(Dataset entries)

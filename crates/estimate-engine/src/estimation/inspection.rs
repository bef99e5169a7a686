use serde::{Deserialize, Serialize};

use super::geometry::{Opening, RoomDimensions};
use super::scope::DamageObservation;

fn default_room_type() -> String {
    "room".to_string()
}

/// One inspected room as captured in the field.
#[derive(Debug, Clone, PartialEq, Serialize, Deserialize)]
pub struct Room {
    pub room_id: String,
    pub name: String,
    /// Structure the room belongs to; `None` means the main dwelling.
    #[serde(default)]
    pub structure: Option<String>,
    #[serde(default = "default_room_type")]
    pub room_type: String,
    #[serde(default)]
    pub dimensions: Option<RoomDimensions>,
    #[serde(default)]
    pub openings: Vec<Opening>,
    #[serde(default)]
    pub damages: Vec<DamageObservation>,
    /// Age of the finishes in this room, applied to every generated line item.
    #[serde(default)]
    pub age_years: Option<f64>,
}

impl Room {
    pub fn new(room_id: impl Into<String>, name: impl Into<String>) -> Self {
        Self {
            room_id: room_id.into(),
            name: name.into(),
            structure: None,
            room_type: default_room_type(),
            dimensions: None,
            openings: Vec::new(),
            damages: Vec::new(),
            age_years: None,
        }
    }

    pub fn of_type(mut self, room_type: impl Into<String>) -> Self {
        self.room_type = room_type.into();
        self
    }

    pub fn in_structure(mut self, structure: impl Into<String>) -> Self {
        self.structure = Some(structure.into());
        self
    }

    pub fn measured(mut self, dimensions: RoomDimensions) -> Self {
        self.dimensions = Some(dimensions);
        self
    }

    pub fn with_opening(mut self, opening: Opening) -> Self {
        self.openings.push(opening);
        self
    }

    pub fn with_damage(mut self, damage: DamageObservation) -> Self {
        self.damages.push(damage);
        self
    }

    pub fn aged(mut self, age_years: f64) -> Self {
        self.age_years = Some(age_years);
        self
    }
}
==
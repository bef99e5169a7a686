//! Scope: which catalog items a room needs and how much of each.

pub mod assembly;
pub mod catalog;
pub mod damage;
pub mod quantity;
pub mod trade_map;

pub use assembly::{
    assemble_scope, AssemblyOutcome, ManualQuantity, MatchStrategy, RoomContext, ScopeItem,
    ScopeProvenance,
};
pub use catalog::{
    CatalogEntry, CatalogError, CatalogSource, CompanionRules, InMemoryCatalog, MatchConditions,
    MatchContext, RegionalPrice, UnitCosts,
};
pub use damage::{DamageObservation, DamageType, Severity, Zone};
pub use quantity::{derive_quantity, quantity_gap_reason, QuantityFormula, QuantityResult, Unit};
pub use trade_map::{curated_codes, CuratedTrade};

• [WHAT IS REQUIRED] Copy each line of the data that includes the word "Some".

• [RESULT]
        self.structure = Some(structure.into());
        self.dimensions = Some(dimensions);
        self.age_years = Some(age_years);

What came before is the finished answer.